Former NT chief minister Adam Giles says WA’s Cook Labor government did the right thing by scrapping its contentious Aboriginal cultural heritage laws as one of the chief critics of the laws likened legislating for the protection of Aboriginal culture to inflicting one person’s religion onto others.
Western Australia’s Pastoral and Graziers’ Association president Tony Seabrook said the Cook government’s cultural heritage regime – abandoned five weeks after it become law – wrongly conflated Aboriginal heritage and Aboriginal culture. The laws required landowners to check for Aboriginal cultural heritage on their properties before carrying out a range of works, with exceptions.
“Let’s be careful – heritage is one thing and culture is another,” Mr Seabrook said.
“Nobody wants to destroy Aboriginal heritage, that’s a given. But culture is like a religion. It’s something that you believe in personally and it is outrageous to think that anyone should want to inflict their religion onto someone else.
“I respect their right to have that belief, that’s fine, but what was beginning to happen here is we were entering an area of very variable things, unmeasurable things. River serpents and landscapes.”
Adam Giles, who was NT chief minister from 2013 to 2016 for the Country Liberal Party and is now chief executive of Hancock Agriculture, said: “Fortunately, I think Premier Cook has done the right thing listening to people”.

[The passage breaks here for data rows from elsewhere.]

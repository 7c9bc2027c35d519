//! Core data models for match comparison.

mod analysis;
mod benchmark;
mod ids;
mod match_record;
mod radar;
mod role;
mod summary;

pub use analysis::*;
pub use benchmark::*;
pub use ids::*;
pub use match_record::*;
pub use radar::*;
pub use role::*;
pub use summary::*;
//! Roles, teams and rank tiers.

use serde::{Deserialize, Serialize};
use std::str::FromStr;

/// Lane/position assignment of a participant.
#[derive(Debug, Clone, Copy, PartialEq, Eq, Hash, Serialize, Deserialize)]
#[serde(rename_all = "UPPERCASE")]
pub enum Role {
    Top,
    Jungle,
    Mid,
    Adc,
    Support,
}

impl Role {
    /// Role used whenever no position signal can be mapped.
    pub const DEFAULT: Role = Role::Mid;

    pub const ALL: [Role; 5] = [Role::Top, Role::Jungle, Role::Mid, Role::Adc, Role::Support];

    /// Map a provider position string to a role, case-insensitively.
    /// Returns None for values with no mapping.
    pub fn from_position(position: &str) -> Option<Self> {
        match position.trim().to_ascii_uppercase().as_str() {
            "TOP" => Some(Role::Top),
            "JUNGLE" => Some(Role::Jungle),
            "MIDDLE" | "MID" => Some(Role::Mid),
            // Bottom lane is assumed to be the carry
            "BOTTOM" | "BOT" => Some(Role::Adc),
            "UTILITY" | "SUPPORT" => Some(Role::Support),
            _ => None,
        }
    }

    pub fn as_str(&self) -> &'static str {
        match self {
            Role::Top => "TOP",
            Role::Jungle => "JUNGLE",
            Role::Mid => "MID",
            Role::Adc => "ADC",
            Role::Support => "SUPPORT",
        }
    }
}

impl std::fmt::Display for Role {
    fn fmt(&self, f: &mut std::fmt::Formatter<'_>) -> std::fmt::Result {
        write!(f, "{}", self.as_str())
    }
}

/// One of the two sides of a match.
#[derive(Debug, Clone, Copy, PartialEq, Eq, Hash, Serialize, Deserialize)]
pub enum Team {
    /// Slots 0-4, provider team id 100
    A,
    /// Slots 5-9, provider team id 200
    B,
}

impl Team {
    /// Team for a participant slot index.
    pub fn from_slot(index: usize) -> Self {
        if index < 5 {
            Team::A
        } else {
            Team::B
        }
    }

    /// Provider numeric team id.
    pub fn id(&self) -> u32 {
        match self {
            Team::A => 100,
            Team::B => 200,
        }
    }

    pub fn opposing(&self) -> Self {
        match self {
            Team::A => Team::B,
            Team::B => Team::A,
        }
    }
}

/// Ranked ladder tier used to pick benchmark data.
#[derive(Debug, Clone, Copy, PartialEq, Eq, Hash, PartialOrd, Ord, Serialize, Deserialize, Default)]
#[serde(rename_all = "lowercase")]
pub enum RankTier {
    Iron,
    Bronze,
    Silver,
    #[default]
    Gold,
    Platinum,
    Diamond,
    Master,
    Grandmaster,
    Challenger,
}

impl RankTier {
    pub fn as_str(&self) -> &'static str {
        match self {
            RankTier::Iron => "iron",
            RankTier::Bronze => "bronze",
            RankTier::Silver => "silver",
            RankTier::Gold => "gold",
            RankTier::Platinum => "platinum",
            RankTier::Diamond => "diamond",
            RankTier::Master => "master",
            RankTier::Grandmaster => "grandmaster",
            RankTier::Challenger => "challenger",
        }
    }
}

impl std::fmt::Display for RankTier {
    fn fmt(&self, f: &mut std::fmt::Formatter<'_>) -> std::fmt::Result {
        write!(f, "{}", self.as_str())
    }
}

impl FromStr for RankTier {
    type Err = String;

    fn from_str(s: &str) -> Result<Self, Self::Err> {
        match s.trim().to_ascii_lowercase().as_str() {
            "iron" => Ok(RankTier::Iron),
            "bronze" => Ok(RankTier::Bronze),
            "silver" => Ok(RankTier::Silver),
            "gold" => Ok(RankTier::Gold),
            "platinum" => Ok(RankTier::Platinum),
            "diamond" => Ok(RankTier::Diamond),
            "master" => Ok(RankTier::Master),
            "grandmaster" => Ok(RankTier::Grandmaster),
            "challenger" => Ok(RankTier::Challenger),
            other => Err(format!("Unknown rank tier: {}", other)),
        }
    }
}
//! Filesystem match store.
//!
//! Match records fetched by an upstream collector are dropped into the
//! data directory as provider JSON, one file per match:
//! - `matches/{match_id}.json`

mod matches;

pub use matches::{read_match_file, MatchStore};

use std::path::PathBuf;
use thiserror::Error;

/// Errors that can occur during storage operations.
#[derive(Debug, Error)]
pub enum StorageError {
    #[error("IO error: {0}")]
    Io(#[from] std::io::Error),

    #[error("JSON serialization error: {0}")]
    Json(#[from] serde_json::Error),

    #[error("Match not found: {0}")]
    NotFound(String),

    #[error("Invalid match id: {0}")]
    InvalidMatchId(String),
}

/// Configuration for storage paths.
#[derive(Debug, Clone)]
pub struct StorageConfig {
    pub data_dir: PathBuf,
}

impl StorageConfig {
    pub fn new(data_dir: PathBuf) -> Self {
        Self { data_dir }
    }

    pub fn matches_dir(&self) -> PathBuf {
        self.data_dir.join("matches")
    }
}

impl Default for StorageConfig {
    fn default() -> Self {
        Self::new(PathBuf::from("./data"))
    }
}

“We knew that if we wanted to put a water trough in or build a shade over a trough, put fence lines in, the disturbance of 4kg of dirt and drilling a hole for a fence post was going to be a problem … we had hundreds of staff all over WA running around to comply.
“That is not to say that we aren’t firmly committed to working with Aboriginal people on the ground in WA and around the country, but we are very firm on talking with local Aboriginal people at the local level and forming those important conversations, potentially forming joint ventures … (looking at) what you can do particularly economically to drive change and create jobs.”
Other speakers at the Bush Summit outlined confusion over the laws across a range of sectors, from vignerons to real estate agents.
Australian Petroleum Production and Exploration Association chief executive Samantha McCulloch said the WA government made the right call to go back to the 1972 legislation governing the protection of Aboriginal cultural heritage, with amendments. There had not been a lot of consultation on the laws that were scrapped five weeks after they became law.
“It was clear that there was a lot of uncertainty around the new requirements,” she said.